• [What to do] From the records below, copy out each line that has the word "traced".

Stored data
//! Raster scan that discovers loops and assembles polygons

use crate::errors::MarchError;
use crate::field::ScalarField;
use crate::march::Direction;
use crate::march::tracer::walk;
use crate::observer::{LoopKind, TraceObserver};
use crate::polygon::{Polygon, Polyline};

/// **Boundary scanner and polygon assembler**
///
/// Scans rows top to bottom, columns left to right, looking for rising edges
/// (an inside sample whose left neighbour is outside). A rising edge on a block
/// that some earlier trace already painted only updates which polygon the scan
/// is currently inside of. An unpainted rising edge launches a new trace; the
/// resulting loop either becomes a new polygon or a hole of the polygon the scan
/// is currently inside of.
///
/// Loop ids start at 1 (0 marks unpainted blocks) and increase by one per loop,
/// holes included. `owners[id - 1]` is the index of the polygon loop `id` bounds.
pub(crate) fn march_field<F, O>(
    field: &F,
    flip_y: bool,
    observer: &mut O,
) -> Result<Vec<Polygon>, MarchError>
where
    F: ScalarField + ?Sized,
    O: TraceObserver + ?Sized,
{
    let (width, height) = (field.width(), field.height());

    let mut polygons: Vec<Polygon> = Vec::new();
    let mut owners: Vec<usize> = Vec::new();
    let mut ids = vec![0usize; width * height];
    let mut holes = 0;

    for y in 0..height {
        let mut last = false;
        let mut owner: Option<usize> = None;
        for x in 0..width {
            let curr = field.is_inside(x, y);
            let rising = curr && !last;
            last = curr;
            if !rising {
                continue;
            }

            let painted = ids[y * width + x];
            if painted != 0 {
                owner = Some(owners[painted - 1]);
                continue;
            }

            let id = owners.len() + 1;
            observer.loop_started(id, x, y);
            let traced = walk(field, (x, y), flip_y, |vx, vy, case, next| {
                // A saddle holds two segments; only the one leaving downwards
                // crosses the block's bottom edge, which is what a rising edge
                // at this block would be looking for.
                let owns_bottom = !case.is_saddle() || next == Direction::Down;
                if owns_bottom && vx < width && vy < height {
                    ids[vy * width + vx] = id;
                }
                observer.visit(vx, vy, case);
            })?;

            log::trace!(
                "loop {id} at ({x}, {y}): {:?}, {} vertices, {} out / {} in turns",
                traced.kind,
                traced.vertices.len(),
                traced.out_turns,
                traced.in_turns,
            );

            match traced.kind {
                LoopKind::Exterior => {
                    let index = polygons.len();
                    polygons.push(Polygon::new(traced.vertices, Vec::new()));
                    owners.push(index);
                    owner = Some(index);
                },
                LoopKind::Hole => {
                    let parent = match owner {
                        Some(parent) => parent,
                        None => enclosing_exterior(&polygons, &traced.vertices)
                            .ok_or(MarchError::OrphanHole { x, y })?,
                    };
                    polygons[parent].interiors.push(traced.vertices);
                    owners.push(parent);
                    holes += 1;
                },
            }
            observer.loop_finished(id, traced.kind);
        }
    }

    log::debug!(
        "marched {width}x{height} field: {} loops, {} polygons, {holes} holes",
        owners.len(),
        polygons.len(),
    );
    Ok(polygons)
}

/// Last discovered polygon whose exterior strictly contains the hole's first vertex.
fn enclosing_exterior(polygons: &[Polygon], hole: &Polyline) -> Option<usize> {
    let probe = hole.first()?;
    let found = polygons
        .iter()
        .rposition(|polygon| polygon.exterior.encloses(probe));
    if let Some(index) = found {
        log::warn!(
            "hole at ({}, {}) had no owner in its row, attached to polygon {index} by containment",
            probe.x,
            probe.y
        );
    }
    found
}
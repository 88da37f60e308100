//! Sub-pixel **isocontour extraction** from rectangular scalar fields.
//!
//! A [`field::ScalarField`] (typically the channel median of a multi-channel
//! signed distance glyph texture) is walked with a 16-case marching squares
//! variant. Every 0.5 crossing becomes a closed [`polygon::Polyline`]; loops are
//! classified as exteriors or holes and assembled into [`polygon::Polygon`]s.
//!
//! ```
//! use isomarch::{field::Grid, march};
//!
//! let ring = Grid::from_fn(32, 32, |x, y| {
//!     let d = ((x as f64 - 15.5).powi(2) + (y as f64 - 15.5).powi(2)).sqrt();
//!     if (6.0..12.0).contains(&d) { 1.0 } else { 0.0 }
//! });
//! let polygons = march(&ring, false).unwrap();
//! assert_eq!(polygons.len(), 1);
//! assert_eq!(polygons[0].interiors.len(), 1);
//! ```
//!
//! # Features
//! #### Default
//! - **f64**: use f64 as Real
//! - **image-io**: build fields from decoded `image` buffers (grayscale or MSDF)
//!
//! #### Optional
//! - **f32**: use f32 as Real, this conflicts with f64
//! - **parallel**: use rayon to march batches of fields concurrently

#![forbid(unsafe_code)]
#![warn(clippy::missing_const_for_fn, clippy::approx_constant, clippy::all)]

pub mod errors;
pub mod field;
pub mod float_types;
pub mod march;
pub mod observer;
pub mod polygon;

#[cfg(any(all(feature = "f64", feature = "f32"), not(any(feature = "f64", feature = "f32"))))]
compile_error!("Either 'f64' or 'f32' feature must be specified, but not both");

pub use errors::MarchError;
pub use march::{march, march_batch, march_with_observer};
pub use polygon::{Polygon, Polyline, Vertex};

• [Output for this task]
            let traced = walk(field, (x, y), flip_y, |vx, vy, case, next| {
                traced.kind,
                traced.vertices.len(),
                traced.out_turns,
                traced.in_turns,
            match traced.kind {
                    polygons.push(Polygon::new(traced.vertices, Vec::new()));
                        None => enclosing_exterior(&polygons, &traced.vertices)
                    polygons[parent].interiors.push(traced.vertices);
            observer.loop_finished(id, traced.kind);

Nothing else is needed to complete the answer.